[The task]
Below are the records; copy each line in which "deve" occurs.

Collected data
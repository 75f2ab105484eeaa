// src/middleware/operator.rs

use axum::{extract::FromRequestParts, http::request::Parts};
use uuid::Uuid;

use crate::common::error::AppError;

// O nome do nosso cabeçalho HTTP customizado
pub const OPERATOR_ID_HEADER: &str = "x-operator-id";

// Quem está lançando a movimentação. A autenticação fica fora deste serviço:
// o gateway na frente dele é quem preenche o cabeçalho.
#[derive(Debug, Clone, Copy, PartialEq, Eq)]
pub struct Operator(pub Uuid);

impl<S> FromRequestParts<S> for Operator
where
    S: Send + Sync,
{
    type Rejection = AppError;

    async fn from_request_parts(parts: &mut Parts, _state: &S) -> Result<Self, Self::Rejection> {
        parts
            .headers
            .get(OPERATOR_ID_HEADER)
            .and_then(|value| value.to_str().ok())
            .and_then(|value| Uuid::parse_str(value.trim()).ok())
            .map(Operator)
            .ok_or(AppError::OperatorRequired)
    }
}
pub mod catalog;
pub mod dashboard;
pub mod inventory;
// src/handlers/inventory.rs

use axum::{
    extract::{Path, Query, State},
    http::StatusCode,
    response::IntoResponse,
    Json,
};
use uuid::Uuid;
use validator::Validate;

use crate::{
    common::error::AppError,
    config::AppState,
    middleware::operator::Operator,
    models::inventory::{
        InboundPayload, LimitQuery, Movement, MovementFilter, OutboundPayload,
        ReservationPayload, StockLevel, StockLevelFilter, StockLevelView, TransferOrder,
        TransferOrderDetail,
    },
};

// POST /api/inventory/inbound
#[utoipa::path(
    post,
    path = "/api/inventory/inbound",
    tag = "Inventory",
    request_body = InboundPayload,
    responses(
        (status = 201, description = "Entrada registrada", body = Movement),
        (status = 404, description = "ITEM_NOT_FOUND / WAREHOUSE_NOT_FOUND")
    ),
    params(("x-operator-id" = Uuid, Header, description = "Operador"))
)]
pub async fn create_inbound(
    State(app_state): State<AppState>,
    operator: Operator,
    Json(payload): Json<InboundPayload>,
) -> Result<impl IntoResponse, AppError> {
    payload.validate()?;

    let movement = app_state
        .inventory_service
        .create_inbound(&app_state.db_pool, &payload, operator.0)
        .await?;

    Ok((StatusCode::CREATED, Json(movement)))
}

// POST /api/inventory/outbound
#[utoipa::path(
    post,
    path = "/api/inventory/outbound",
    tag = "Inventory",
    request_body = OutboundPayload,
    responses(
        (status = 201, description = "Saída registrada (perna de saída, no caso de transferência)", body = Movement),
        (status = 400, description = "TRANSFER_TARGET_REQUIRED / TRANSFER_SAME_WAREHOUSE"),
        (status = 404, description = "ITEM_NOT_FOUND / WAREHOUSE_NOT_FOUND / TRANSFER_TARGET_NOT_FOUND"),
        (status = 422, description = "INSUFFICIENT_STOCK")
    ),
    params(("x-operator-id" = Uuid, Header, description = "Operador"))
)]
pub async fn create_outbound(
    State(app_state): State<AppState>,
    operator: Operator,
    Json(payload): Json<OutboundPayload>,
) -> Result<impl IntoResponse, AppError> {
    payload.validate()?;

    let movement = app_state
        .inventory_service
        .create_outbound(&app_state.db_pool, &payload, operator.0)
        .await?;

    Ok((StatusCode::CREATED, Json(movement)))
}

// POST /api/inventory/reserve
#[utoipa::path(
    post,
    path = "/api/inventory/reserve",
    tag = "Inventory",
    request_body = ReservationPayload,
    responses(
        (status = 200, description = "Saldo após a reserva", body = StockLevel),
        (status = 422, description = "RESERVE_INSUFFICIENT")
    )
)]
pub async fn reserve(
    State(app_state): State<AppState>,
    Json(payload): Json<ReservationPayload>,
) -> Result<impl IntoResponse, AppError> {
    payload.validate()?;

    let level = app_state
        .inventory_service
        .reserve(&app_state.db_pool, &payload)
        .await?;

    Ok((StatusCode::OK, Json(level)))
}

// POST /api/inventory/release
#[utoipa::path(
    post,
    path = "/api/inventory/release",
    tag = "Inventory",
    request_body = ReservationPayload,
    responses(
        (status = 200, description = "Saldo após a liberação", body = StockLevel),
        (status = 422, description = "RESERVE_EXCEEDS")
    )
)]
pub async fn release(
    State(app_state): State<AppState>,
    Json(payload): Json<ReservationPayload>,
) -> Result<impl IntoResponse, AppError> {
    payload.validate()?;

    let level = app_state
        .inventory_service
        .release(&app_state.db_pool, &payload)
        .await?;

    Ok((StatusCode::OK, Json(level)))
}

// GET /api/inventory/levels
#[utoipa::path(
    get,
    path = "/api/inventory/levels",
    tag = "Inventory",
    params(StockLevelFilter),
    responses((status = 200, description = "Saldos por item/local", body = Vec<StockLevelView>))
)]
pub async fn list_stock_levels(
    State(app_state): State<AppState>,
    Query(filter): Query<StockLevelFilter>,
) -> Result<impl IntoResponse, AppError> {
    let levels = app_state
        .inventory_service
        .list_stock_levels(&app_state.db_pool, &filter)
        .await?;

    Ok((StatusCode::OK, Json(levels)))
}

// GET /api/inventory/movements
#[utoipa::path(
    get,
    path = "/api/inventory/movements",
    tag = "Inventory",
    params(MovementFilter),
    responses((status = 200, description = "Movimentações mais recentes", body = Vec<Movement>))
)]
pub async fn list_movements(
    State(app_state): State<AppState>,
    Query(filter): Query<MovementFilter>,
) -> Result<impl IntoResponse, AppError> {
    let movements = app_state
        .inventory_service
        .list_movements(&app_state.db_pool, &filter)
        .await?;

    Ok((StatusCode::OK, Json(movements)))
}

// DELETE /api/inventory/movements/{id}
#[utoipa::path(
    delete,
    path = "/api/inventory/movements/{id}",
    tag = "Inventory",
    params(
        ("id" = Uuid, Path, description = "ID da movimentação"),
        ("x-operator-id" = Uuid, Header, description = "Operador")
    ),
    responses(
        (status = 200, description = "Movimentações estornadas", body = Vec<Movement>),
        (status = 404, description = "MOVEMENT_NOT_FOUND"),
        (status = 422, description = "INSUFFICIENT_STOCK")
    )
)]
pub async fn revert_movement(
    State(app_state): State<AppState>,
    operator: Operator,
    Path(movement_id): Path<Uuid>,
) -> Result<impl IntoResponse, AppError> {
    let reverted = app_state
        .inventory_service
        .revert_movement(&app_state.db_pool, movement_id, operator.0)
        .await?;

    Ok((StatusCode::OK, Json(reverted)))
}

// GET /api/inventory/transfers
#[utoipa::path(
    get,
    path = "/api/inventory/transfers",
    tag = "Inventory",
    params(LimitQuery),
    responses((status = 200, description = "Transferências mais recentes", body = Vec<TransferOrder>))
)]
pub async fn list_transfer_orders(
    State(app_state): State<AppState>,
    Query(query): Query<LimitQuery>,
) -> Result<impl IntoResponse, AppError> {
    let orders = app_state
        .inventory_service
        .list_transfer_orders(&app_state.db_pool, query.limit)
        .await?;

    Ok((StatusCode::OK, Json(orders)))
}

// GET /api/inventory/transfers/{correlation_id}
#[utoipa::path(
    get,
    path = "/api/inventory/transfers/{correlation_id}",
    tag = "Inventory",
    params(("correlation_id" = String, Path, description = "Referência da transferência")),
    responses(
        (status = 200, description = "Cabeçalho e as duas pernas", body = TransferOrderDetail),
        (status = 404, description = "TRANSFER_NOT_FOUND")
    )
)]
pub async fn get_transfer_order(
    State(app_state): State<AppState>,
    Path(correlation_id): Path<String>,
) -> Result<impl IntoResponse, AppError> {
    let detail = app_state
        .inventory_service
        .get_transfer_order(&app_state.db_pool, &correlation_id)
        .await?;

    Ok((StatusCode::OK, Json(detail)))
}
//src/main.rs

use tokio::net::TcpListener;
use tracing_subscriber::EnvFilter;

use stock_ledger::{config::Config, db, routes::build_router, AppState};

#[tokio::main]
async fn main() -> anyhow::Result<()> {
    // Logger: RUST_LOG tem precedência sobre o padrão
    tracing_subscriber::fmt()
        .with_env_filter(
            EnvFilter::try_from_default_env()
                .unwrap_or_else(|_| EnvFilter::new("stock_ledger=info,tower_http=info")),
        )
        .with_target(false)
        .compact()
        .init();

    let config = Config::from_env()?;
    let app_state = AppState::new(&config).await?;

    // Faz o app rodar as migrações do SQLx na inicialização
    db::run_migrations(&app_state.db_pool).await?;
    tracing::info!("✅ Migrações do banco de dados executadas com sucesso!");

    let app = build_router(app_state);

    // Inicia o servidor
    let listener = TcpListener::bind(&config.server_addr).await?;
    tracing::info!("🚀 Servidor escutando em {}", listener.local_addr()?);
    axum::serve(listener, app).await?;

    Ok(())
}
// src/config.rs

use anyhow::Context;
use sqlx::{postgres::PgPoolOptions, PgPool};
use std::{env, time::Duration};

use crate::{
    db::{CatalogRepository, DashboardRepository, InventoryRepository},
    services::{CatalogService, DashboardService, InventoryService},
};

// Configuração lida do ambiente (.env é opcional)
#[derive(Debug, Clone)]
pub struct Config {
    pub database_url: String,
    pub server_addr: String,
    pub db_max_connections: u32,
    pub db_acquire_timeout: Duration,
}

impl Config {
    pub fn from_env() -> anyhow::Result<Self> {
        dotenvy::dotenv().ok();

        let database_url = env::var("DATABASE_URL").context("DATABASE_URL deve ser definida")?;
        let server_addr = env::var("SERVER_ADDR").unwrap_or_else(|_| "0.0.0.0:3000".to_string());

        let db_max_connections = match env::var("DB_MAX_CONNECTIONS") {
            Ok(v) => v.parse().context("DB_MAX_CONNECTIONS deve ser um número inteiro")?,
            Err(_) => 5,
        };
        let db_acquire_timeout = match env::var("DB_ACQUIRE_TIMEOUT_SECS") {
            Ok(v) => Duration::from_secs(
                v.parse().context("DB_ACQUIRE_TIMEOUT_SECS deve ser um número inteiro")?,
            ),
            Err(_) => Duration::from_secs(3),
        };

        Ok(Self {
            database_url,
            server_addr,
            db_max_connections,
            db_acquire_timeout,
        })
    }
}

// O estado compartilhado, injetado nos handlers. Nada de pool global:
// os testes montam o seu próprio com `from_pool`.
#[derive(Clone)]
pub struct AppState {
    pub db_pool: PgPool,
    pub catalog_service: CatalogService,
    pub inventory_service: InventoryService,
    pub dashboard_service: DashboardService,
}

impl AppState {
    pub async fn new(config: &Config) -> anyhow::Result<Self> {
        // Conecta ao banco de dados, usando '?' para propagar erros
        let db_pool = PgPoolOptions::new()
            .max_connections(config.db_max_connections)
            .acquire_timeout(config.db_acquire_timeout)
            .connect(&config.database_url)
            .await
            .context("Falha ao conectar ao banco de dados")?;

        tracing::info!("✅ Conexão com o banco de dados estabelecida com sucesso!");

        Ok(Self::from_pool(db_pool))
    }

    /// Monta o gráfico de dependências sobre um pool já existente.
    pub fn from_pool(db_pool: PgPool) -> Self {
        let catalog_repo = CatalogRepository::new();
        let inventory_repo = InventoryRepository::new();

        Self {
            catalog_service: CatalogService::new(catalog_repo.clone()),
            inventory_service: InventoryService::new(inventory_repo, catalog_repo),
            dashboard_service: DashboardService::new(DashboardRepository::new()),
            db_pool,
        }
    }
}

[Response box]
        let database_url = env::var("DATABASE_URL").context("DATABASE_URL deve ser definida")?;
            Ok(v) => v.parse().context("DB_MAX_CONNECTIONS deve ser um número inteiro")?,
                v.parse().context("DB_ACQUIRE_TIMEOUT_SECS deve ser um número inteiro")?,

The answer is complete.